PROBLEM TO WORK ON - Find the string "automated" in the records. Copy each line that has it.

** RECORDS FOR THIS TASK follows **

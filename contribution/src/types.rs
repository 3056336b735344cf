//! Core types for contribution scoring.
//!
//! These mirror the records handed over by the host-API adapter. They are
//! read-only inside the pipeline: every stage produces new records instead of
//! mutating these.

use serde::{Deserialize, Serialize};
use std::fmt;

/// Stable numeric identifier of a host account.
pub type UserId = u64;

/// Whether an account is operated by a person or by automation.
#[derive(Debug, Clone, Copy, PartialEq, Eq, Hash, Serialize, Deserialize)]
#[serde(rename_all = "lowercase")]
pub enum ParticipantKind {
    /// A human account (`"User"` on the host)
    #[serde(alias = "User")]
    Human,
    /// Bots, organizations and anything else the host reports
    #[serde(alias = "Bot", other)]
    Bot,
}

/// An account that took part in an issue thread.
#[derive(Debug, Clone, PartialEq, Eq, Serialize, Deserialize)]
pub struct Participant {
    /// Host account id
    pub id: UserId,
    /// Login name
    pub login: String,
    /// Human or automated
    #[serde(alias = "type")]
    pub kind: ParticipantKind,
}

impl Participant {
    /// Create a human participant.
    pub fn human(id: UserId, login: impl Into<String>) -> Self {
        Self {
            id,
            login: login.into(),
            kind: ParticipantKind::Human,
        }
    }

    /// Create a bot participant.
    pub fn bot(id: UserId, login: impl Into<String>) -> Self {
        Self {
            id,
            login: login.into(),
            kind: ParticipantKind::Bot,
        }
    }

    /// Whether this account is a person.
    pub fn is_human(&self) -> bool {
        self.kind == ParticipantKind::Human
    }
}

/// An issue label.
#[derive(Debug, Clone, PartialEq, Eq, Serialize, Deserialize)]
pub struct Label {
    pub name: String,
}

impl Label {
    pub fn new(name: impl Into<String>) -> Self {
        Self { name: name.into() }
    }
}

/// Owner and name of the repository an issue lives in.
#[derive(Debug, Clone, PartialEq, Eq, Serialize, Deserialize)]
pub struct RepositoryRef {
    /// Organization or user owning the repository
    pub owner: String,
    /// Repository name
    pub name: String,
}

/// A closed issue as delivered by the host adapter.
#[derive(Debug, Clone, Serialize, Deserialize)]
pub struct Issue {
    /// Host-wide issue id
    pub id: u64,
    /// Per-repository issue number
    #[serde(default)]
    pub number: u64,
    /// The specification text; `None` when the author left it empty
    #[serde(default)]
    pub body: Option<String>,
    /// Labels attached at close time
    #[serde(default)]
    pub labels: Vec<Label>,
    /// Assignees; the host may report null entries
    #[serde(default)]
    pub assignees: Vec<Option<Participant>>,
    /// Issue author
    pub user: Participant,
    /// Repository the issue belongs to
    #[serde(default)]
    pub repository: Option<RepositoryRef>,
}

impl Issue {
    /// The specification body, if it holds any non-whitespace text.
    pub fn specification(&self) -> Option<&str> {
        self.body.as_deref().filter(|body| !body.trim().is_empty())
    }

    /// Assignees with null entries dropped and duplicates removed by id.
    pub fn assignee_list(&self) -> Vec<Participant> {
        let mut seen = Vec::new();
        let mut assignees = Vec::new();
        for assignee in self.assignees.iter().flatten() {
            if !seen.contains(&assignee.id) {
                seen.push(assignee.id);
                assignees.push(assignee.clone());
            }
        }
        assignees
    }
}

/// A comment on either the issue or a linked pull request.
#[derive(Debug, Clone, PartialEq, Eq, Serialize, Deserialize)]
pub struct Comment {
    /// Host comment id
    pub id: u64,
    /// Markdown body
    pub body: String,
    /// Author
    pub user: Participant,
}

impl Comment {
    pub fn new(id: u64, body: impl Into<String>, user: Participant) -> Self {
        Self {
            id,
            body: body.into(),
            user,
        }
    }

    /// Treat an issue body as a comment authored by the issuer.
    ///
    /// Returns `None` when the issue has no specification text.
    pub fn from_specification(issue: &Issue) -> Option<Self> {
        issue.specification().map(|body| Self {
            id: issue.id,
            body: body.to_string(),
            user: issue.user.clone(),
        })
    }
}

/// Shared filter applied before any comment reaches a scorer.
///
/// Slash commands and comments from automated accounts are never scored.
pub fn is_scorable_comment(comment: &Comment) -> bool {
    !comment.body.trim_start().starts_with('/') && comment.user.is_human()
}

/// Which thread a contribution belongs to.
#[derive(Debug, Clone, Copy, PartialEq, Eq, Hash, PartialOrd, Ord, Serialize, Deserialize)]
pub enum Surface {
    /// The issue thread itself
    Issue,
    /// A linked pull request
    Review,
}

impl Surface {
    pub fn as_str(&self) -> &'static str {
        match self {
            Surface::Issue => "Issue",
            Surface::Review => "Review",
        }
    }
}

impl fmt::Display for Surface {
    fn fmt(&self, f: &mut fmt::Formatter<'_>) -> fmt::Result {
        f.write_str(self.as_str())
    }
}

/// Privileged or residual role of a participant.
#[derive(Debug, Clone, Copy, PartialEq, Eq, Hash, PartialOrd, Ord, Serialize, Deserialize)]
pub enum Role {
    Issuer,
    Assignee,
    Collaborator,
    Contributor,
}

impl Role {
    pub fn as_str(&self) -> &'static str {
        match self {
            Role::Issuer => "Issuer",
            Role::Assignee => "Assignee",
            Role::Collaborator => "Collaborator",
            Role::Contributor => "Contributor",
        }
    }
}

impl fmt::Display for Role {
    fn fmt(&self, f: &mut fmt::Formatter<'_>) -> fmt::Result {
        f.write_str(self.as_str())
    }
}

/// What kind of work a contribution class rewards.
#[derive(Debug, Clone, Copy, PartialEq, Eq, Hash, PartialOrd, Ord, Serialize, Deserialize)]
pub enum Activity {
    Comment,
    Specification,
    Task,
    Approval,
    Rejection,
    Code,
}

impl Activity {
    pub fn as_str(&self) -> &'static str {
        match self {
            Activity::Comment => "Comment",
            Activity::Specification => "Specification",
            Activity::Task => "Task",
            Activity::Approval => "Approval",
            Activity::Rejection => "Rejection",
            Activity::Code => "Code",
        }
    }
}

impl fmt::Display for Activity {
    fn fmt(&self, f: &mut fmt::Formatter<'_>) -> fmt::Result {
        f.write_str(self.as_str())
    }
}

/// The contribution kinds that currently produce scores.
#[derive(Debug, Clone, Copy, PartialEq, Eq, Hash, PartialOrd, Ord, Serialize, Deserialize)]
pub enum ContributionKind {
    Comment,
    Specification,
    Task,
}

impl ContributionKind {
    pub fn as_str(&self) -> &'static str {
        match self {
            ContributionKind::Comment => "Comment",
            ContributionKind::Specification => "Specification",
            ContributionKind::Task => "Task",
        }
    }
}

impl fmt::Display for ContributionKind {
    fn fmt(&self, f: &mut fmt::Formatter<'_>) -> fmt::Result {
        f.write_str(self.as_str())
    }
}

#[cfg(test)]
mod tests {
    use super::*;

    #[test]
    fn test_host_kind_aliases() {
        let human: Participant =
            serde_json::from_str(r#"{"id": 1, "login": "alice", "type": "User"}"#).unwrap();
        assert!(human.is_human());

        let bot: Participant =
            serde_json::from_str(r#"{"id": 2, "login": "ci", "type": "Bot"}"#).unwrap();
        assert_eq!(bot.kind, ParticipantKind::Bot);

        let org: Participant =
            serde_json::from_str(r#"{"id": 3, "login": "acme", "type": "Organization"}"#).unwrap();
        assert!(!org.is_human());
    }

    #[test]
    fn test_scorable_filter() {
        let alice = Participant::human(1, "alice");
        let bot = Participant::bot(2, "ci");

        assert!(is_scorable_comment(&Comment::new(1, "Looks good", alice.clone())));
        assert!(!is_scorable_comment(&Comment::new(2, "/start", alice.clone())));
        assert!(!is_scorable_comment(&Comment::new(3, "  /help", alice)));
        assert!(!is_scorable_comment(&Comment::new(4, "Build passed", bot)));
    }

    #[test]
    fn test_assignee_list_drops_nulls_and_duplicates() {
        let bob = Participant::human(2, "bob");
        let issue = Issue {
            id: 10,
            number: 1,
            body: Some("spec".into()),
            labels: vec![],
            assignees: vec![Some(bob.clone()), None, Some(bob.clone())],
            user: Participant::human(1, "alice"),
            repository: None,
        };

        assert_eq!(issue.assignee_list(), vec![bob]);
    }

    #[test]
    fn test_blank_specification_is_missing() {
        let issue = Issue {
            id: 10,
            number: 1,
            body: Some("   \n".into()),
            labels: vec![],
            assignees: vec![],
            user: Participant::human(1, "alice"),
            repository: None,
        };

        assert!(issue.specification().is_none());
        assert!(Comment::from_specification(&issue).is_none());
    }
}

** End of RECORDS FOR THIS TASK **

RESPONSE BELOW -
    /// Human or automated
/// Slash commands and comments from automated accounts are never scored.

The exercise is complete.